The permeability of EUDRAGIT RL and HEMA–MMA microcapsules to glucose and inulin

Measurement of the rate of glucose diffusion from EUDGRAGIT RL and HEMA‐MMA microcapsules coupled with a Thiele modulus/Biot number analysis of the glucose utilization rate suggests that pancreatic islets and CHO (Chinese hamster ovary) cells (at moderate to high cell densities) should not be adversely affected by the diffusion restrictions associated with these capsule membranes. The mass transfer coefficients for glucose at 20 °C were of the same order of magnitude for both capsules, based on release measurements: ∼5 × 10−6 cm/s for EUDRAGIT RL and ∼2 × 10−6 for HEMA‐MMA. Inulin release from EUDRAGIT RL was slower than for glucose (mass transfer coefficient 14 ± 4 × 10−8 cm/s).
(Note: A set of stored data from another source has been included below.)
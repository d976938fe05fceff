//! Launch resolution: turning a [`ServerConfig`] into something we can spawn.

use std::collections::BTreeMap;
use std::ffi::OsString;
use std::path::{Path, PathBuf};

use async_trait::async_trait;

use crate::types::ServerConfig;

/// Everything needed to construct a channel to the server.
#[derive(Debug, Clone, PartialEq)]
pub struct LaunchSpec {
    pub program: PathBuf,
    pub args: Vec<String>,
    pub working_dir: PathBuf,
    /// Extra variables layered over the inherited (filtered) environment.
    pub env: BTreeMap<String, String>,
    /// Method name of the structured status notification.
    pub status_notification: String,
    pub initialization_options: Option<serde_json::Value>,
}

/// Why the server process cannot be started at all.
#[derive(Debug, Clone, PartialEq, Eq, thiserror::Error)]
pub enum LaunchError {
    #[error("runtime '{runtime}' not found in PATH")]
    MissingRuntime { runtime: String },
    #[error("server artifact not found: {}", path.display())]
    MissingArtifact { path: PathBuf },
    #[error("server command '{command}' not found")]
    CommandNotFound { command: String },
    #[error("working directory is not a directory: {}", path.display())]
    InvalidWorkingDir { path: PathBuf },
}

#[async_trait]
pub trait LaunchSpecResolver: Send + Sync {
    async fn resolve(&self, config: &ServerConfig) -> Result<LaunchSpec, LaunchError>;
}

/// Resolves commands against `PATH` and the filesystem.
///
/// With a `runtime` configured, `command` is treated as an artifact that the
/// runtime executes (`java -jar server.jar ...`).
#[derive(Debug, Clone)]
pub struct CommandResolver {
    workspace_root: PathBuf,
    search_path: Option<OsString>,
}

impl CommandResolver {
    #[must_use]
    pub fn new(workspace_root: impl Into<PathBuf>) -> Self {
        Self {
            workspace_root: workspace_root.into(),
            search_path: std::env::var_os("PATH"),
        }
    }

    /// Override the `PATH` used for lookups.
    pub fn with_search_path(mut self, search_path: impl Into<OsString>) -> Self {
        self.search_path = Some(search_path.into());
        self
    }

    fn working_dir(&self, config: &ServerConfig) -> Result<PathBuf, LaunchError> {
        let dir = match config.working_dir() {
            Some(dir) if dir.is_absolute() => dir.to_path_buf(),
            Some(dir) => self.workspace_root.join(dir),
            None => self.workspace_root.clone(),
        };
        if !dir.is_dir() {
            return Err(LaunchError::InvalidWorkingDir { path: dir });
        }
        Ok(dir)
    }

    fn which(&self, name: &str, cwd: &Path) -> Option<PathBuf> {
        which::which_in(name, self.search_path.clone(), cwd).ok()
    }

    pub fn resolve_sync(&self, config: &ServerConfig) -> Result<LaunchSpec, LaunchError> {
        let working_dir = self.working_dir(config)?;

        let (program, args) = match config.runtime() {
            Some(runtime) => {
                let program =
                    self.which(runtime, &working_dir)
                        .ok_or_else(|| LaunchError::MissingRuntime {
                            runtime: runtime.to_string(),
                        })?;
                let artifact = working_dir.join(config.command());
                if !artifact.is_file() {
                    return Err(LaunchError::MissingArtifact { path: artifact });
                }
                let mut args = config.runtime_args().to_vec();
                args.push(artifact.display().to_string());
                args.extend(config.args().iter().cloned());
                (program, args)
            }
            None => {
                let program = self.which(config.command(), &working_dir).ok_or_else(|| {
                    LaunchError::CommandNotFound {
                        command: config.command().to_string(),
                    }
                })?;
                (program, config.args().to_vec())
            }
        };

        tracing::debug!(
            program = %program.display(),
            cwd = %working_dir.display(),
            "Resolved server launch spec"
        );

        Ok(LaunchSpec {
            program,
            args,
            working_dir,
            env: config.env().clone(),
            status_notification: config.status_notification().to_string(),
            initialization_options: config.initialization_options().cloned(),
        })
    }
}

#[async_trait]
impl LaunchSpecResolver for CommandResolver {
    async fn resolve(&self, config: &ServerConfig) -> Result<LaunchSpec, LaunchError> {
        self.resolve_sync(config)
    }
}
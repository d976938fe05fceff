//! Configuration for the `tether` binary, read from `~/.tether/config.toml`.
//!
//! ```toml
//! [server]
//! command = "analysis-server.jar"
//! runtime = "java"
//! runtime_args = ["-Xmx2g", "-jar"]
//! args = ["--stdio"]
//! env = { ANALYSIS_HOME = "${HOME}/.analysis" }
//!
//! [workspace]
//! root = "~/src/project"
//! ```

use std::env;
use std::path::{Path, PathBuf};

use serde::Deserialize;
use tether_session::ServerConfig;

#[derive(Debug, thiserror::Error)]
pub enum ConfigError {
    #[error("failed to read config at {}: {source}", path.display())]
    Read {
        path: PathBuf,
        source: std::io::Error,
    },
    #[error("failed to parse config at {}: {source}", path.display())]
    Parse {
        path: PathBuf,
        source: toml::de::Error,
    },
}

impl ConfigError {
    #[must_use]
    pub fn path(&self) -> &Path {
        match self {
            ConfigError::Read { path, .. } | ConfigError::Parse { path, .. } => path,
        }
    }
}

#[derive(Debug, Clone, Default, Deserialize)]
pub struct WorkspaceConfig {
    /// Leading `~` and `${VAR}` references are expanded.
    pub root: Option<String>,
}

#[derive(Debug, Clone, Default, Deserialize)]
pub struct TetherConfig {
    pub server: Option<ServerConfig>,
    pub workspace: Option<WorkspaceConfig>,
}

impl TetherConfig {
    /// Load from [`config_path`]. A missing file is `Ok(None)`.
    pub fn load() -> Result<Option<Self>, ConfigError> {
        match config_path() {
            Some(path) => Self::load_from(&path),
            None => Ok(None),
        }
    }

    pub fn load_from(path: &Path) -> Result<Option<Self>, ConfigError> {
        if !path.exists() {
            tracing::debug!("No config at {}", path.display());
            return Ok(None);
        }

        let content = std::fs::read_to_string(path).map_err(|source| {
            tracing::warn!("Failed to read config at {}: {source}", path.display());
            ConfigError::Read {
                path: path.to_path_buf(),
                source,
            }
        })?;

        toml::from_str(&content).map(Some).map_err(|source| {
            tracing::warn!("Failed to parse config at {}: {source}", path.display());
            ConfigError::Parse {
                path: path.to_path_buf(),
                source,
            }
        })
    }

    /// Server settings with `${VAR}` references in args and env expanded.
    #[must_use]
    pub fn server_config(&self) -> Option<ServerConfig> {
        self.server
            .clone()
            .map(|server| server.map_strings(expand_env_vars))
    }

    #[must_use]
    pub fn workspace_root(&self) -> Option<PathBuf> {
        let root = self.workspace.as_ref()?.root.as_deref()?;
        Some(expand_home(&expand_env_vars(root)))
    }
}

/// Replace `${VAR}` with the variable's value; unset variables become empty.
/// An unterminated `${` is kept literally.
#[must_use]
pub fn expand_env_vars(value: &str) -> String {
    let mut out = String::with_capacity(value.len());
    let mut rest = value;

    while let Some(start) = rest.find("${") {
        out.push_str(&rest[..start]);
        let after = &rest[start + 2..];
        let Some(end) = after.find('}') else {
            out.push_str(&rest[start..]);
            return out;
        };
        let var = &after[..end];
        if !var.is_empty() {
            out.push_str(&env::var(var).unwrap_or_default());
        }
        rest = &after[end + 1..];
    }

    out.push_str(rest);
    out
}

fn expand_home(path: &str) -> PathBuf {
    if path == "~" {
        if let Some(home) = dirs::home_dir() {
            return home;
        }
    } else if let Some(rest) = path.strip_prefix("~/")
        && let Some(home) = dirs::home_dir()
    {
        return home.join(rest);
    }
    PathBuf::from(path)
}

#[must_use]
pub fn config_path() -> Option<PathBuf> {
    dirs::home_dir().map(|home| home.join(".tether").join("config.toml"))
}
The Thiele moduli were much less than 1, either for a single islet at the center of a capsule or CHO cells uniformly distributed throughout a capsule at 10−6 cells/ mL, so that diffusion restrictions within the cells in EUDRAGIT RL or 800 μm HEMA‐MMA capsules should be negligible. The ratio of external to internal diffusion resistance (Biot number) was less than 1, so that at most, only a small diffusion effect on glucose utilization should be expected (i.e., the overall effectiveness factors were greater than 0.8). These calculations were consistent with experimental observation of encapsulated islet behavior but not fully with CHO cell behavior. Permeability restricted cell viability and growth is potentially a major limitation of encapsulated cells; further analysis is warranted.